Achieving 4-fold Greater Sensitivity with MOBILion's SLIM Technology

The paper, published in Analytical Chemistry concludes:

• In this paper, MOBILion's SLIM technology was used for resolving four challenging sets of Aβ peptide epimers incorporating two Asp residues labile to racemization/ isomerization.
• The ever-growing suite of available MS fragmentation techniques has given rise to the more confident characterization of structurally similar biomolecules but this comes at the cost of significantly reduced sensitivity and precision in quantification.
• Present techniques are ultimately limited by the separation prior to fragmentation because differences are typically small, making deconvolution of overlapping peaks challenging, and potentially leading to the inaccurate identification and reduced effectiveness of quantification for L- and D- and iso-aspartic acid residues in epimeric mixtures.
• In an effort to address these analytical challenges associated with limited resolution of conventional IM approaches, a higher resolution traveling wave (TW)-based HRIM-MS platform built upon MOBILion's SLIM and SLIM serpentine ultralong path with extended routing (SUPER) IM-MS was used in this study.
• In this paper, significant differences in protonated versus sodiated peptide mobility peak widths (sodiated ones being far narrower than their protonated counterparts) that would not be evident with lower resolution platforms were noted using MOBILion's SLIM.
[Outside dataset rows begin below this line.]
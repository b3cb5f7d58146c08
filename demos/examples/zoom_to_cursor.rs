// Copyright 2025 the Vantage Authors
// SPDX-License-Identifier: Apache-2.0 OR MIT

//! Zoom about a cursor position using `set_origin` followed by scale changes.
//!
//! The point under the cursor keeps its screen position through the whole
//! zoom, while the frustum shrinks around it.
//!
//! Run:
//! - `cargo run -p vantage_demos --example zoom_to_cursor`

use kurbo::{Point, Rect};
use vantage_scene::{LocalNode, Scene, SceneError};
use vantage_viewport::adapters::scene::SceneHost;
use vantage_viewport::{Viewport, ViewportConfig, ViewportError};

fn main() -> Result<(), ViewportError<SceneError>> {
    tracing_subscriber::fmt::init();

    let mut host = SceneHost::with_new_content(Scene::new());
    let marker = host
        .scene_mut()
        .insert(LocalNode::with_bounds(Rect::new(240.0, 90.0, 250.0, 100.0)));
    let mut viewport = Viewport::new(host, ViewportConfig::new(400.0, 300.0))?;
    viewport.add_child(marker)?;
    viewport.refresh();

    let cursor = Point::new(245.0, 95.0);
    viewport.set_origin(Some(cursor))?;
    println!(
        "anchored at {cursor:?}: pivot {:?} position {:?}",
        viewport.camera().pivot(),
        viewport.camera().position()
    );

    for step in 0..6 {
        let zoom = 1.0 - 0.15 * f64::from(step);
        viewport.camera_mut().set_scale((zoom, zoom));
        viewport.refresh();

        let view = viewport
            .camera()
            .world_to_view()
            .map_err(ViewportError::Camera)?;
        let on_screen = view * cursor;
        println!(
            "scale {zoom:.2}: frustum {:?} cursor on screen at ({:.1}, {:.1}) visible={}",
            viewport.camera().frustum().rect(),
            on_screen.x,
            on_screen.y,
            viewport.host().scene().is_visible(marker),
        );
    }

    // A zero scale has no inverse, so re-anchoring is refused.
    viewport.camera_mut().set_scale((0.0, 1.0));
    match viewport.set_origin(None) {
        Ok(()) => println!("re-anchored"),
        Err(err) => println!("set_origin refused: {err}"),
    }
    Ok(())
}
• ∼4-fold greater sensitivity was achieved because of the combination of in-SLIM ion accumulation followed by a subsequent CRIMP step as compared to ion introduction via the ion funnel trap, increasing the signal-to-noise ratios of measurements.
• The MOBILion SLIM-IM technology has broad utility for the separation of other challenging peptide epimers and, more specifically, for clinical applications in probing Aβ accumulation in AD patients as a complementary technique to existing, classical, biochemical techniques.